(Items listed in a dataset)

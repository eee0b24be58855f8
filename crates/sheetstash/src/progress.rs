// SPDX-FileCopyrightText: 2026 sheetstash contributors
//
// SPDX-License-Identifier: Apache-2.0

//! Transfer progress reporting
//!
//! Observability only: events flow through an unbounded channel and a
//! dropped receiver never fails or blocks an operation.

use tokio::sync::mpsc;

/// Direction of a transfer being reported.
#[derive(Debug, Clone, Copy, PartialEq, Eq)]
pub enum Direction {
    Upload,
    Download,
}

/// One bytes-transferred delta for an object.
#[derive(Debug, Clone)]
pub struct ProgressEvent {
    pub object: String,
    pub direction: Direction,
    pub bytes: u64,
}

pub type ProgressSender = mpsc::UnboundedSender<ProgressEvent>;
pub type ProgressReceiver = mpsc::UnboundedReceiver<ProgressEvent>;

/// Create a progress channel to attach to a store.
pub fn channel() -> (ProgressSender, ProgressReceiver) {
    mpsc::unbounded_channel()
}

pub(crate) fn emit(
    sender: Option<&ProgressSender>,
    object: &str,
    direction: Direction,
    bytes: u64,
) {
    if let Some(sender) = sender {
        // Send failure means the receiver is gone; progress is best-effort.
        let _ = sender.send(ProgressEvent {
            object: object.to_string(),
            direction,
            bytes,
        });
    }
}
---
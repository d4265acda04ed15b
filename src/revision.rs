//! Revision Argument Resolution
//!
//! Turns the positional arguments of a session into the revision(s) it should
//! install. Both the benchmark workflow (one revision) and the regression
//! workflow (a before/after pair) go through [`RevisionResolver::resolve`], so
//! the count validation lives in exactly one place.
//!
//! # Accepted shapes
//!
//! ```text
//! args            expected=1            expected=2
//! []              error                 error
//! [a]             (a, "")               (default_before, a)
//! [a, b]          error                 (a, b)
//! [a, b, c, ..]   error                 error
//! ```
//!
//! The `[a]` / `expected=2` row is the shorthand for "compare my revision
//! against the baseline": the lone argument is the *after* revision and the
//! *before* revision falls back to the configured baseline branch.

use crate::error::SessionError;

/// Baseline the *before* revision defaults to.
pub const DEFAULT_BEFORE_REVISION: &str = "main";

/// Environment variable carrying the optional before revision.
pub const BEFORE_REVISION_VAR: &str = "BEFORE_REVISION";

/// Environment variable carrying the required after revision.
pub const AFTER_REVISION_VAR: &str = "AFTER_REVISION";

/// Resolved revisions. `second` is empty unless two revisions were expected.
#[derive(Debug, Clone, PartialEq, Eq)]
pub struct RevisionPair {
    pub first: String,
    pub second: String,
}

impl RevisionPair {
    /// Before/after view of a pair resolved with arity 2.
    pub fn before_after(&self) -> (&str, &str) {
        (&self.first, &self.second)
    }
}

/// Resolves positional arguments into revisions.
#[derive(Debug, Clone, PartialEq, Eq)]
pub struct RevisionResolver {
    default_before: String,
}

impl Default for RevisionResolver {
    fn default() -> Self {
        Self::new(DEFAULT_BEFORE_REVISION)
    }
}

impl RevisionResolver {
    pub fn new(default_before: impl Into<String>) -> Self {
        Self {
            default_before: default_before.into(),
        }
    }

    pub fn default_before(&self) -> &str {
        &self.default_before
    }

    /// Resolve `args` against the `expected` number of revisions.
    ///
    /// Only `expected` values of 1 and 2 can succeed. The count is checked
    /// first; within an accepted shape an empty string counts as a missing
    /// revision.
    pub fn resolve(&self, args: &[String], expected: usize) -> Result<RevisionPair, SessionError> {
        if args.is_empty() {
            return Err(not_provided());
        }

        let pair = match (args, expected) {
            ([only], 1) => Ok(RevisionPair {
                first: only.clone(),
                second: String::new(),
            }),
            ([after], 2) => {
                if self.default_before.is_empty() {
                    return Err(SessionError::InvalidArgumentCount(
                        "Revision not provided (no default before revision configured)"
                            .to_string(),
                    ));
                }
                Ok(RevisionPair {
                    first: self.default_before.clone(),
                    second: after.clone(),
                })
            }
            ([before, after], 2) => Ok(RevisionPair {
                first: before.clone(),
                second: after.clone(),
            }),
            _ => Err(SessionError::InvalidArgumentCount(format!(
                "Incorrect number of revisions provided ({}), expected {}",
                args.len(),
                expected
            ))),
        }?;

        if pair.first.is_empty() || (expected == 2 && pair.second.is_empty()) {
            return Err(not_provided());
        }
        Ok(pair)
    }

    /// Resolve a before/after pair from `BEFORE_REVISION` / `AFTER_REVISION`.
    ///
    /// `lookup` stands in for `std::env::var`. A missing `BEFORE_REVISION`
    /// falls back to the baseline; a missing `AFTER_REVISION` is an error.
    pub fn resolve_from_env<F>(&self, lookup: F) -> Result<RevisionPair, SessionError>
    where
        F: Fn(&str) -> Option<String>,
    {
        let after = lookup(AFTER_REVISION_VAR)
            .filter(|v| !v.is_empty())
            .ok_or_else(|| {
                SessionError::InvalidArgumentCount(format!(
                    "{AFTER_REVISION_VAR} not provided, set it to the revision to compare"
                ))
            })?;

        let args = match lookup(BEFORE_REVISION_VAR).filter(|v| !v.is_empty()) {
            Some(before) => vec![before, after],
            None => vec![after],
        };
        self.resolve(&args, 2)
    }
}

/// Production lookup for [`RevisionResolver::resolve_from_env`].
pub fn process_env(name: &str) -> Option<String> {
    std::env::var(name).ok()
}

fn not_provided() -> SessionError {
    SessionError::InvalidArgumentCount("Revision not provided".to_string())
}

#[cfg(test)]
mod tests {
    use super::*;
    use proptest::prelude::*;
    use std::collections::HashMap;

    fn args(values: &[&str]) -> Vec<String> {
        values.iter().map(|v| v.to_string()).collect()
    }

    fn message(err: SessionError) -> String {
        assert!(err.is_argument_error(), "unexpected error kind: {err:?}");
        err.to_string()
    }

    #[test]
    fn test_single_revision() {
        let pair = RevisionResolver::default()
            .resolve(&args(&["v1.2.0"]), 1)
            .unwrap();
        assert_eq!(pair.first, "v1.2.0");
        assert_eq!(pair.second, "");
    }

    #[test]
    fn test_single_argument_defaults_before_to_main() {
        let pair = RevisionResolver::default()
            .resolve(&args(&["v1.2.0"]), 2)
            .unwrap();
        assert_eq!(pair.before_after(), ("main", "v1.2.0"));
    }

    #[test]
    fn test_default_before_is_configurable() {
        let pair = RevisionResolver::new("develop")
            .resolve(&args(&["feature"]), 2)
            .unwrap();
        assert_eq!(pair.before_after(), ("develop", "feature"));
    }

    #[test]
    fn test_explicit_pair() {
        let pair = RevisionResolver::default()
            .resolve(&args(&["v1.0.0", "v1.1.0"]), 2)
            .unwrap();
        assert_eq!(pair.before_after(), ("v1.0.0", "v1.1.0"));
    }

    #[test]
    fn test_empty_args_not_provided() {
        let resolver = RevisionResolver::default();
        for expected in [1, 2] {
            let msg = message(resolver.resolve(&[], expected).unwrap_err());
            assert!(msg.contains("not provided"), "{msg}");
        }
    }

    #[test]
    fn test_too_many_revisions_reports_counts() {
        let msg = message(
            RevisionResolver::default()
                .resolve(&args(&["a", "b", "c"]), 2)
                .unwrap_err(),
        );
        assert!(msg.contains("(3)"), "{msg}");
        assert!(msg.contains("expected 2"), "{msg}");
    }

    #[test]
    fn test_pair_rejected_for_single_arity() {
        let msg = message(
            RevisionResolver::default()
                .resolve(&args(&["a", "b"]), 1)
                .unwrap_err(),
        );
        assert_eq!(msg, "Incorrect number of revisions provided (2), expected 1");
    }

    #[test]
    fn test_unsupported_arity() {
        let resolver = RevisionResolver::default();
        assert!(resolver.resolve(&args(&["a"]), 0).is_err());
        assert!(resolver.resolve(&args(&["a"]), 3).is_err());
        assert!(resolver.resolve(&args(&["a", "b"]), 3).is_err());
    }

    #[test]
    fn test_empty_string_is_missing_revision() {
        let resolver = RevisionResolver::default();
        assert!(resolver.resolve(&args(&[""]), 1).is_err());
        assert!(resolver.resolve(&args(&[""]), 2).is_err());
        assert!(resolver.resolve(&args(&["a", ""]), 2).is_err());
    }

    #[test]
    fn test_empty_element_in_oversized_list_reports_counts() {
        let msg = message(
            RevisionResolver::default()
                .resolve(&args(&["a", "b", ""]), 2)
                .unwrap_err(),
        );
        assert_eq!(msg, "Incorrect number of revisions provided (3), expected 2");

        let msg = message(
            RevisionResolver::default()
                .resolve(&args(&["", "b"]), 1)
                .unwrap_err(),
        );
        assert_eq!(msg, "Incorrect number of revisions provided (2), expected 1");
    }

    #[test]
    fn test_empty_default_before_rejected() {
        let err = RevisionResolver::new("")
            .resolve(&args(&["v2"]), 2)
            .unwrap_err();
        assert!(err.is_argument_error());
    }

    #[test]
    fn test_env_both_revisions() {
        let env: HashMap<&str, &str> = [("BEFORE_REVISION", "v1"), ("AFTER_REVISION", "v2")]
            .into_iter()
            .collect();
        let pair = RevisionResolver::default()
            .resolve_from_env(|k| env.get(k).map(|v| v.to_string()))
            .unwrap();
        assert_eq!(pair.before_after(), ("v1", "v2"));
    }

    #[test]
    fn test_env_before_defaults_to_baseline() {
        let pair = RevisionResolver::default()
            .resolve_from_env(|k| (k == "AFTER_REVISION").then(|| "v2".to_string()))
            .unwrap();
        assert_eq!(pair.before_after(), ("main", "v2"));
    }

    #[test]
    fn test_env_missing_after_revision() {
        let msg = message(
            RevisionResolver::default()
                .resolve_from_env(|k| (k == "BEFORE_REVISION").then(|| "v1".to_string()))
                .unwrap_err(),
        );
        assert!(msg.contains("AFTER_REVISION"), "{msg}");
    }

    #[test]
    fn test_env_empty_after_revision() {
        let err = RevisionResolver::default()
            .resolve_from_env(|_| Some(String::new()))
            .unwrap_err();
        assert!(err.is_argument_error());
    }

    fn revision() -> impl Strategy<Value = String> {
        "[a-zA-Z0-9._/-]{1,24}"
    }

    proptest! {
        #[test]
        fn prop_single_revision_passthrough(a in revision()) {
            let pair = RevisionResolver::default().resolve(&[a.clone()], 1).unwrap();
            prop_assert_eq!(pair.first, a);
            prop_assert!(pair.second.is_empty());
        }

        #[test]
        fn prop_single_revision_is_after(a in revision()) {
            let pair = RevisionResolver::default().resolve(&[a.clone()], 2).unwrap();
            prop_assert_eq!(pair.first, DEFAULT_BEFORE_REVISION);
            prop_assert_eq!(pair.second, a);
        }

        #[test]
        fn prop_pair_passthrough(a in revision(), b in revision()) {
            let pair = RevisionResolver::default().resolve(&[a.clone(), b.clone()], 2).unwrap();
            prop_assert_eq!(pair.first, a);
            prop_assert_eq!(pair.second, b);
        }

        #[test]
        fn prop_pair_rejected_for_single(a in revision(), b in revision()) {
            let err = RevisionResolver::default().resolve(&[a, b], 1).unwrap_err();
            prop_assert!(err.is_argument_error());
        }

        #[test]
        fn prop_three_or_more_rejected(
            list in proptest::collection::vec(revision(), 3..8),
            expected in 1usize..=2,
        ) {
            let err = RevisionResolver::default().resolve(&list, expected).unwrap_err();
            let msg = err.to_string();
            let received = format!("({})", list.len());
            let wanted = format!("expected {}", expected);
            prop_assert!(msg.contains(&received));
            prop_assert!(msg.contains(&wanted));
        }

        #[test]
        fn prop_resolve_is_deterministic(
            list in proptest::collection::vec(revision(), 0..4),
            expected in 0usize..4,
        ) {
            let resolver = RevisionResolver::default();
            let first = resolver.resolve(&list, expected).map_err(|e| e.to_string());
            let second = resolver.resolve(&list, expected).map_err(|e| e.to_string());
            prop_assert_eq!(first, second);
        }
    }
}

* **ACTIVITY**: Show the lines of the records above that mention "back".

* **REPLY TO THE TASK**:
//! *before* revision falls back to the configured baseline branch.
    /// falls back to the baseline; a missing `AFTER_REVISION` is an error.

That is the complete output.